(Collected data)
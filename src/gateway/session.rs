//! Gateway-side authentication sessions, distinct from the bot runtime
//! `SessionManager` in `crate::session_manager` (that one owns a live
//! WhatsApp connection; this one owns a login cookie). Mirrors the original
//! gateway's in-memory cache in front of Mongo: a 5-minute TTL per
//! `session_id` so a hot session doesn't round-trip the DB on every proxied
//! request.

use std::collections::HashMap;
use std::time::Instant;

use chrono::{DateTime, Duration, Utc};
use futures_util::TryStreamExt;
use mongodb::bson::doc;
use tokio::sync::Mutex;
use tracing::{info, warn};
use uuid::Uuid;

use crate::db::Db;
use crate::models::{Role, Session, StaleSession, StaleSessionReason};

const SESSION_LIFETIME_HOURS: i64 = 24;
const CACHE_TTL_SECS: u64 = 5 * 60;

pub struct SessionStore {
    db: Db,
    cache: Mutex<HashMap<String, (Session, Instant)>>,
}

impl SessionStore {
    pub fn new(db: Db) -> Self {
        SessionStore { db, cache: Mutex::new(HashMap::new()) }
    }

    async fn cache_get(&self, session_id: &str) -> Option<Session> {
        let cache = self.cache.lock().await;
        let (session, cached_at) = cache.get(session_id)?;
        if cached_at.elapsed().as_secs() < CACHE_TTL_SECS {
            return Some(session.clone());
        }
        None
    }

    async fn cache_put(&self, session: Session) {
        self.cache.lock().await.insert(session.session_id.clone(), (session, Instant::now()));
    }

    async fn cache_evict(&self, session_id: &str) {
        self.cache.lock().await.remove(session_id);
    }

    pub async fn create_session(&self, user_id: &str, role: Role, owned_bots: Vec<String>, ip: Option<String>, user_agent: Option<String>) -> Session {
        let now = Utc::now();
        let session = Session {
            session_id: Uuid::new_v4().to_string(),
            user_id: user_id.to_string(),
            role,
            owned_bots,
            created_at: now,
            last_accessed: now,
            expires_at: now + Duration::hours(SESSION_LIFETIME_HOURS),
            ip,
            user_agent,
        };

        if let Err(e) = self.db.authenticated_sessions.insert_one(&session).await {
            warn!(user_id, "failed to persist new session: {e}");
        }
        self.cache_put(session.clone()).await;
        info!(user_id, session_id = %session.session_id, "created session");
        session
    }

    /// Returns the session if it exists and hasn't passed its absolute
    /// expiry. Does not touch `last_accessed` — callers that want heartbeat
    /// bookkeeping call `touch` separately. Checks the in-memory cache
    /// first; a cache hit still re-checks expiry since the cache doesn't
    /// evict proactively between sweeps.
    pub async fn get_session(&self, session_id: &str) -> Option<Session> {
        if let Some(session) = self.cache_get(session_id).await {
            if session.is_expired(Utc::now()) {
                self.cache_evict(session_id).await;
                return None;
            }
            return Some(session);
        }

        let session = self.db.authenticated_sessions.find_one(doc! {"session_id": session_id}).await.ok().flatten()?;
        if session.is_expired(Utc::now()) {
            return None;
        }
        self.cache_put(session.clone()).await;
        Some(session)
    }

    pub async fn touch(&self, session_id: &str) -> bool {
        match self
            .db
            .authenticated_sessions
            .update_one(doc! {"session_id": session_id}, doc! {"$set": {"last_accessed": Utc::now()}})
            .await
        {
            Ok(result) => {
                if result.modified_count > 0 {
                    let mut cache = self.cache.lock().await;
                    if let Some((session, cached_at)) = cache.get_mut(session_id) {
                        session.last_accessed = Utc::now();
                        *cached_at = Instant::now();
                    }
                }
                result.modified_count > 0
            }
            Err(e) => {
                warn!(session_id, "failed to update last_accessed: {e}");
                false
            }
        }
    }

    /// Moves the session out of the active collection into the stale
    /// archive and deletes the active record. Returns `false` if the
    /// session didn't exist (already gone, or expired).
    pub async fn invalidate_session(&self, session_id: &str, reason: StaleSessionReason) -> bool {
        let Some(session) = self.get_session(session_id).await else {
            return false;
        };

        let stale = StaleSession { session: session.clone(), invalidated_at: Utc::now(), reason };
        if let Err(e) = self.db.stale_authenticated_sessions.insert_one(&stale).await {
            warn!(session_id, "failed to archive stale session: {e}");
        }
        if let Err(e) = self.db.authenticated_sessions.delete_one(doc! {"session_id": session_id}).await {
            warn!(session_id, "failed to delete active session: {e}");
        }
        self.cache_evict(session_id).await;
        info!(session_id, user_id = %session.user_id, ?reason, "invalidated session");
        true
    }

    pub async fn get_user_sessions(&self, user_id: &str) -> Vec<Session> {
        let now = Utc::now();
        let cursor = self.db.authenticated_sessions.find(doc! {"user_id": user_id}).await;
        let mut sessions = Vec::new();
        let Ok(mut cursor) = cursor else {
            return sessions;
        };
        while let Ok(Some(session)) = cursor.try_next().await {
            if !session.is_expired(now) {
                sessions.push(session);
            }
        }
        sessions
    }

    pub async fn invalidate_all_user_sessions(&self, user_id: &str, reason: StaleSessionReason) -> usize {
        let sessions = self.get_user_sessions(user_id).await;
        let mut count = 0;
        for session in sessions {
            if self.invalidate_session(&session.session_id, reason).await {
                count += 1;
            }
        }
        count
    }

    pub async fn add_owned_bot(&self, session_id: &str, bot_id: &str) {
        if let Err(e) = self
            .db
            .authenticated_sessions
            .update_one(doc! {"session_id": session_id}, doc! {"$addToSet": {"owned_bots": bot_id}})
            .await
        {
            warn!(session_id, bot_id, "failed to record owned bot on session: {e}");
        }
        self.cache_evict(session_id).await;
    }

    /// Background sweep: archives sessions whose absolute expiry has
    /// passed but that were never explicitly logged out, so the active
    /// collection only ever holds live sessions.
    pub async fn cleanup_expired(&self) -> usize {
        let now = Utc::now();
        let cursor = self.db.authenticated_sessions.find(doc! {"expires_at": {"$lte": now}}).await;
        let Ok(mut cursor) = cursor else {
            return 0;
        };

        let mut expired_ids = Vec::new();
        while let Ok(Some(session)) = cursor.try_next().await {
            expired_ids.push(session.session_id);
        }

        let mut count = 0;
        for session_id in expired_ids {
            if self.invalidate_session(&session_id, StaleSessionReason::Expired).await {
                count += 1;
            }
        }
        count
    }
}

#[derive(Debug, Clone)]
pub struct SessionContext {
    pub session_id: String,
    pub user_id: String,
    pub role: Role,
    pub owned_bots: Vec<String>,
}

impl From<Session> for SessionContext {
    fn from(session: Session) -> Self {
        SessionContext { session_id: session.session_id, user_id: session.user_id, role: session.role, owned_bots: session.owned_bots }
    }
}

/// How long the `stale_authenticated_sessions` archive is considered worth
/// keeping around before a future retention pass could prune it. Not
/// currently swept automatically — the TTL on `audit_logs` covers the
/// security-relevant trail; this archive is diagnostic.
pub const STALE_SESSION_RETENTION_DAYS: i64 = 90;

#[cfg(test)]
mod tests {
    use super::*;

    #[test]
    fn session_is_expired_past_absolute_lifetime() {
        let now = Utc::now();
        let session = Session {
            session_id: "s1".to_string(),
            user_id: "alice".to_string(),
            role: Role::User,
            owned_bots: vec![],
            created_at: now - Duration::hours(25),
            last_accessed: now - Duration::hours(1),
            expires_at: now - Duration::hours(1),
            ip: None,
            user_agent: None,
        };
        assert!(session.is_expired(now));
    }
}
//! Security event logging to Mongo, auto-expired by the 30-day TTL index on
//! `audit_logs.timestamp` (see `Db::ensure_indexes`). The stored shape is a
//! real HTTP request/response record (`path`, `method`, `status_code`)
//! rather than a free-form event+details bag, since every event this
//! gateway logs is itself the record of one inbound request.

use serde_json::json;
use tracing::{info, warn};

use crate::db::Db;
use crate::models::AuditLog;

pub struct AuditLogger {
    db: Db,
}

impl AuditLogger {
    pub fn new(db: Db) -> Self {
        AuditLogger { db }
    }

    async fn log(&self, action: &str, user_id: Option<String>, path: &str, method: &str, status_code: u16, ip: Option<String>, detail: Option<String>) {
        let entry = AuditLog {
            timestamp: chrono::Utc::now(),
            user_id: user_id.clone(),
            action: action.to_string(),
            path: path.to_string(),
            method: method.to_string(),
            status_code,
            ip: ip.clone(),
            detail,
        };

        if let Err(e) = self.db.audit_logs.insert_one(&entry).await {
            warn!("failed to write audit log entry for {action}: {e}");
        }
        info!(
            action,
            user_id = user_id.as_deref().unwrap_or("unknown"),
            ip = ip.as_deref().unwrap_or("unknown"),
            "audit event"
        );
    }

    pub async fn login_success(&self, user_id: &str, role: &str, session_id: &str, ip: Option<String>) {
        let detail = json!({"role": role, "session_id": session_id}).to_string();
        self.log("login_success", Some(user_id.to_string()), "/api/auth/login", "POST", 200, ip, Some(detail)).await;
    }

    pub async fn login_failed(&self, user_id: &str, reason: &str, ip: Option<String>) {
        let detail = json!({"reason": reason}).to_string();
        self.log("login_failed", Some(user_id.to_string()), "/api/auth/login", "POST", 401, ip, Some(detail)).await;
    }

    pub async fn permission_denied(&self, user_id: &str, role: &str, requested_path: &str, extracted_user_id: Option<&str>, method: &str, ip: Option<String>) {
        let detail = json!({"role": role, "extracted_user_id": extracted_user_id}).to_string();
        self.log("permission_denied", Some(user_id.to_string()), requested_path, method, 403, ip, Some(detail)).await;
    }

    pub async fn logout(&self, user_id: &str, session_id: &str, ip: Option<String>) {
        let detail = json!({"session_id": session_id}).to_string();
        self.log("logout", Some(user_id.to_string()), "/api/auth/logout", "POST", 200, ip, Some(detail)).await;
    }

    pub async fn account_locked(&self, user_id: &str, failed_attempts: usize, locked_until: chrono::DateTime<chrono::Utc>, ip: Option<String>) {
        let detail = json!({"failed_attempts": failed_attempts, "locked_until": locked_until.to_rfc3339()}).to_string();
        self.log("account_locked", Some(user_id.to_string()), "/api/auth/login", "POST", 423, ip, Some(detail)).await;
    }

    pub async fn account_unlocked(&self, user_id: &str, admin_id: &str, ip: Option<String>) {
        let detail = json!({"unlocked_by": admin_id}).to_string();
        self.log("account_unlocked", Some(user_id.to_string()), "/api/auth/unlock", "POST", 200, ip, Some(detail)).await;
    }

    /// Generic event log for the backend's own admin actions (user
    /// create/update/delete, password reset), which have no gateway
    /// request/response pair of their own to synthesize from. Mirrors the
    /// original's generic `logger.log_event(event_type=..., ...)` call
    /// sites in `user_management.py`.
    pub async fn admin_event(&self, action: &str, actor_user_id: &str, target_user_id: &str, detail: serde_json::Value) {
        let mut detail = detail;
        if let Some(obj) = detail.as_object_mut() {
            obj.insert("target_user".to_string(), json!(target_user_id));
        }
        self.log(action, Some(actor_user_id.to_string()), &format!("/api/internal/users/{target_user_id}"), "POST", 200, None, Some(detail.to_string()))
            .await;
    }
}
//! Whitelist-gated LLM auto-reply, installed as a message handler on a
//! bot's session. One instance owns all per-correspondent (or shared,
//! depending on `context_config.shared_context`) conversation histories.

use std::collections::HashMap;
use std::sync::Arc;

use chrono::{DateTime, Duration, Utc};
use tokio::sync::Mutex;
use tracing::{error, info};

use crate::llm::{ChatRole, ChatTurn, LlmProvider};
use crate::models::{ContextConfig, Message};
use crate::provider::ChatProvider;
use crate::session_manager::SessionManager;

use super::whitelist;

#[derive(Debug, Clone)]
struct HistoryTurn {
    role: ChatRole,
    content: String,
    timestamp: DateTime<Utc>,
}

pub struct AutomaticBotReplyService {
    bot_id: String,
    provider: Arc<dyn ChatProvider>,
    llm: Arc<dyn LlmProvider>,
    system_prompt: String,
    context_config: ContextConfig,
    group_whitelist: Vec<String>,
    direct_whitelist: Vec<String>,
    histories: Mutex<HashMap<String, Vec<HistoryTurn>>>,
}

impl AutomaticBotReplyService {
    pub fn new(
        bot_id: String,
        provider: Arc<dyn ChatProvider>,
        llm: Arc<dyn LlmProvider>,
        system_prompt: String,
        context_config: ContextConfig,
        group_whitelist: Vec<String>,
        direct_whitelist: Vec<String>,
    ) -> Arc<Self> {
        Arc::new(AutomaticBotReplyService {
            bot_id,
            provider,
            llm,
            system_prompt,
            context_config,
            group_whitelist,
            direct_whitelist,
            histories: Mutex::new(HashMap::new()),
        })
    }

    /// Registers this feature's handler on the session so it fires on
    /// every non-echo inbound message.
    pub async fn install(self: &Arc<Self>, session: &Arc<SessionManager>) {
        let service = self.clone();
        session
            .register_message_handler(Arc::new(move |correspondent_id, message| {
                let service = service.clone();
                Box::pin(async move {
                    service.handle_message(correspondent_id, message).await;
                })
            }))
            .await;
    }

    async fn handle_message(&self, correspondent_id: String, message: Message) {
        let allowed = if let Some(group) = &message.group {
            if self.group_whitelist.is_empty() {
                return;
            }
            let identifiers = [group.identifier.as_str(), group.display_name.as_str()];
            whitelist::check(&identifiers, &self.group_whitelist)
        } else {
            if self.direct_whitelist.is_empty() {
                return;
            }
            let mut identifiers = vec![message.sender.identifier.as_str()];
            identifiers.extend(message.sender.alternate_identifiers.iter().map(String::as_str));
            whitelist::check(&identifiers, &self.direct_whitelist)
        };

        if !allowed.is_allowed {
            info!(bot_id = %self.bot_id, correspondent_id, "auto-reply: sender not whitelisted, ignoring");
            return;
        }

        let session_key = if self.context_config.shared_context {
            self.bot_id.clone()
        } else {
            correspondent_id.clone()
        };

        let formatted_question = format!("{}: {}", message.sender.display_name, message.content);

        let history_snapshot: Vec<ChatTurn> = {
            let mut histories = self.histories.lock().await;
            let history = histories.entry(session_key.clone()).or_default();
            trim_history(&self.context_config, history);
            history
                .iter()
                .map(|turn| ChatTurn { role: turn.role, content: turn.content.clone() })
                .collect()
        };

        let completion = match self
            .llm
            .complete(&self.system_prompt, &history_snapshot, &formatted_question)
            .await
        {
            Ok(completion) => completion,
            Err(e) => {
                error!(bot_id = %self.bot_id, correspondent_id, "auto-reply LLM call failed: {e}");
                return;
            }
        };

        let single_limit = self.context_config.max_characters_single_message;
        let mut histories = self.histories.lock().await;
        let history = histories.entry(session_key).or_default();
        history.push(HistoryTurn {
            role: ChatRole::User,
            content: truncate(&formatted_question, single_limit),
            timestamp: Utc::now(),
        });
        history.push(HistoryTurn {
            role: ChatRole::Assistant,
            content: truncate(&format!("Bot: {}", completion.text), single_limit),
            timestamp: Utc::now(),
        });
        drop(histories);

        if let Err(e) = self.provider.send_message(&correspondent_id, &completion.text).await {
            error!(bot_id = %self.bot_id, correspondent_id, "auto-reply: failed to send response: {e}");
        }
    }

}

/// Evicts by age, then total characters, then count — reserving room for
/// the two turns about to be appended, matching the check the Python
/// original makes before invoking the model.
fn trim_history(context_config: &ContextConfig, history: &mut Vec<HistoryTurn>) {
    let now = Utc::now();
    let max_age = Duration::days(context_config.max_days as i64);

    while let Some(front) = history.first() {
        if now - front.timestamp > max_age {
            history.remove(0);
        } else {
            break;
        }
    }

    let mut total_chars: usize = history.iter().map(|t| t.content.len()).sum();
    while total_chars > context_config.max_characters && !history.is_empty() {
        total_chars -= history.remove(0).content.len();
    }

    while history.len() + 2 > context_config.max_messages && !history.is_empty() {
        history.remove(0);
    }
}

fn truncate(content: &str, limit: usize) -> String {
    if limit == 0 || content.len() <= limit {
        content.to_string()
    } else {
        content.chars().take(limit).collect()
    }
}

#[cfg(test)]
mod tests {
    use super::*;

    fn turn(content: &str, age_days: i64) -> HistoryTurn {
        HistoryTurn {
            role: ChatRole::User,
            content: content.to_string(),
            timestamp: Utc::now() - Duration::days(age_days),
        }
    }

    fn config_with_limits(max_messages: usize, max_characters: usize, max_days: u32) -> ContextConfig {
        ContextConfig {
            shared_context: true,
            max_messages,
            max_characters,
            max_days,
            max_characters_single_message: 1000,
        }
    }

    #[test]
    fn evicts_by_age() {
        let config = config_with_limits(100, 100_000, 1);
        let mut history = vec![turn("old", 5), turn("new", 0)];
        trim_history(&config, &mut history);
        assert_eq!(history.len(), 1);
        assert_eq!(history[0].content, "new");
    }

    #[test]
    fn evicts_by_characters_before_count() {
        let config = config_with_limits(100, 5, 30);
        let mut history = vec![turn("aaaa", 0), turn("bb", 0)];
        trim_history(&config, &mut history);
        assert_eq!(history.len(), 1);
        assert_eq!(history[0].content, "bb");
    }

    #[test]
    fn reserves_room_for_two_upcoming_turns() {
        let config = config_with_limits(3, 100_000, 30);
        let mut history = vec![turn("a", 0), turn("b", 0), turn("c", 0)];
        trim_history(&config, &mut history);
        assert_eq!(history.len(), 1);
        assert_eq!(history[0].content, "c");
    }

    #[test]
    fn truncate_respects_char_boundary_limit() {
        assert_eq!(truncate("hello world", 5), "hello");
        assert_eq!(truncate("short", 100), "short");
        assert_eq!(truncate("anything", 0), "anything");
    }
}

Required action: What lines in the entries contain "record"? Report each one by copying it.

Solution to the problem:
    /// archive and deletes the active record. Returns `false` if the
            warn!(session_id, bot_id, "failed to record owned bot on session: {e}");
//! real HTTP request/response record (`path`, `method`, `status_code`)
//! gateway logs is itself the record of one inbound request.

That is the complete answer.